Le faccine sullo schermo

Tanti quadratini sullo scherno del computer con belle faccine di bambine e bambini e in mezzo quella della maestra che spiega.
Poi tante icone: microfono acceso, microfono spento, mano alzata, mano abbassata, connessione attiva.

Ecco la DAD.

La DAD è un acronimo che significa didattica a distanza.
È praticamente il contrario della didattica in presenza in quanto la scuola viene fatta on line, cioè in videoconferenza.

Attualmente essa è stata perfezionata con la DDI (Didattica Digitale Integrata), un concetto diverso di scuola diversamente strutturato che integra didattica in presenza e a distanza, pensata soprattutto per le scuole superiori.

Ho avuto l’esperienza personale nella mia famiglia dove nipotini e nuora hanno operato in DAD.

Ho guardato quello schermo pieno di minuscole faccine degli alunni e la maestra che spiegava.

Una classe virtuale che si arrabattava per capire le parole, che combatteva con la connessione, che manovrava tasti spesso creando confusione. Ho visto una maestra alzare un foglio davanti allo schermo dove c’erano esempi di operazioni e frazioni: una fatica anche per trovare l’inquadratura giusta da far leggere agli alunni che poi gridavano all’unisono “ma è tutto sfocato, non vediamo niente!”
Che tristezza!
Che disagio!
Che malessere!

I bambini di oggi sono tutti supertecnologici, ma l’impressione prevalente è quella di una spersonalizzazione, di una grande stanchezza e conseguente distrazione per non poter seguire adeguatamente. È un disorientamento profondo. L’impressione è quella di una fatica che si accumula con il passare dei minuti, fatica della maestra innanzi tutto che deve tener viva l’attenzione. Fatica dei bambini dei quali vedi alla fine gli occhi che si perdono in alto o a lato. Non una parola con i compagni, non un contatto fisico, non uno sguardo che si incrocia.

Un brusco cambiamento non solo nei metodi di apprendimento, nell’ambiente dove si opera, ma soprattutto nella mancanza di quella interazione sociale che è fondamento della scuola per sviluppare le capacità cognitive e la personalità di un bambino.

L’acronimo DAD si può sciogliere anche in disagio a distanza.
Forse, in un futuro anche non troppo lontano la maggior parte dello studio verrà effettuato con questa modalità e già da tempo sono operanti università telematiche. Così pure per il lavoro di ufficio: oggi lo si definisce smart working, termini i quali nella realtà hanno il significato di lavoro intelligente e agile, ma hanno assunto quello di telelavoro.
La pandemia del covid-19 ci ha costretti a interrompere la scuola, il lavoro, le conferenze in presenza e abbiamo avuto, come dire, un primo assaggio di DAD e di smart working.

Tutto ciò è stato necessario per combattere e fermare questa pandemia, ma non eravamo pronti perché mancava un po’ di tutto: computer, una rete efficiente, l’esperienza, l’organizzazione degli spazi e dei tempi.
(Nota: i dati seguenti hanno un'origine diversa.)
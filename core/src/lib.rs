//! Behavioral segmentation of corporate card customers.
//!
//! Transactions are aggregated per customer, the four behavioral features
//! are standardized and clustered with seeded k-means, clusters are named
//! with ordered business rules, and the result is written back through an
//! injected `CustomerStore`.

pub mod aggregate;
pub mod cluster;
pub mod config;
pub mod customer;
pub mod error;
pub mod label;
pub mod name_generator;
pub mod pipeline;
pub mod report;
pub mod rng;
pub mod scaler;
pub mod seed;
pub mod store;
pub mod transaction;
pub mod types;

pub use config::{LabelRules, SeedConfig, SegmentationConfig};
pub use error::{SegError, SegResult};
pub use label::SegmentLabel;
pub use pipeline::{SegmentationEngine, SegmentationSummary};
pub use store::{CustomerStore, MemoryStore, SqliteStore};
Pensiamo a una famiglia dove sia i figli che i genitori siano in collegamento internet contemporaneamente tra le quattro pareti domestiche; pensiamo all’organizzazione del lavoro, al sovrapporsi delle voci, alla ricerca di spazi e tempi per ciascuno dei componenti.

Pensiamo e riflettiamo: se all’inizio di questa esplosione della pandemia sono state fatte scelte drastiche come la chiusura della scuola, c’era stato poi tutto il tempo di organizzarsi prima dell’arrivo della seconda ondata: non parlo dei banchi con le rotelle ormai divenuti una barzelletta, ma sull’organizzazione delle lezioni, sui trasporti, sulle misure di sicurezza, sull’uso delle mascherine, sugli orari.

I bambini e gli adolescenti, soprattutto loro, che hanno un’età che permette di assorbire tutto come una spugna e che sono nell’età formativa più intensa e importante, quelle faccine anonime sugli schermi, devono ritornare fisicamente insieme per poter ritrovare nella scuola un punto di riferimento fondamentale della loro crescita.

Ho circoscritto queste considerazioni al mondo dei bambini e degli adolescenti, consapevole che imponente e grave è la situazione riguardante gli studenti più grandi e soprattutto la scuola in generale i cui problemi, di radici lontane, sono stati prepotentemente portati in primo piano dalla pandemia: problemi di istruzione, di formazione, di cultura, di ammodernamento della tecnologia, di organizzazione, di programmi.

Sconsolata mi chiedo: quale futuro si profila per i nostri ragazzi?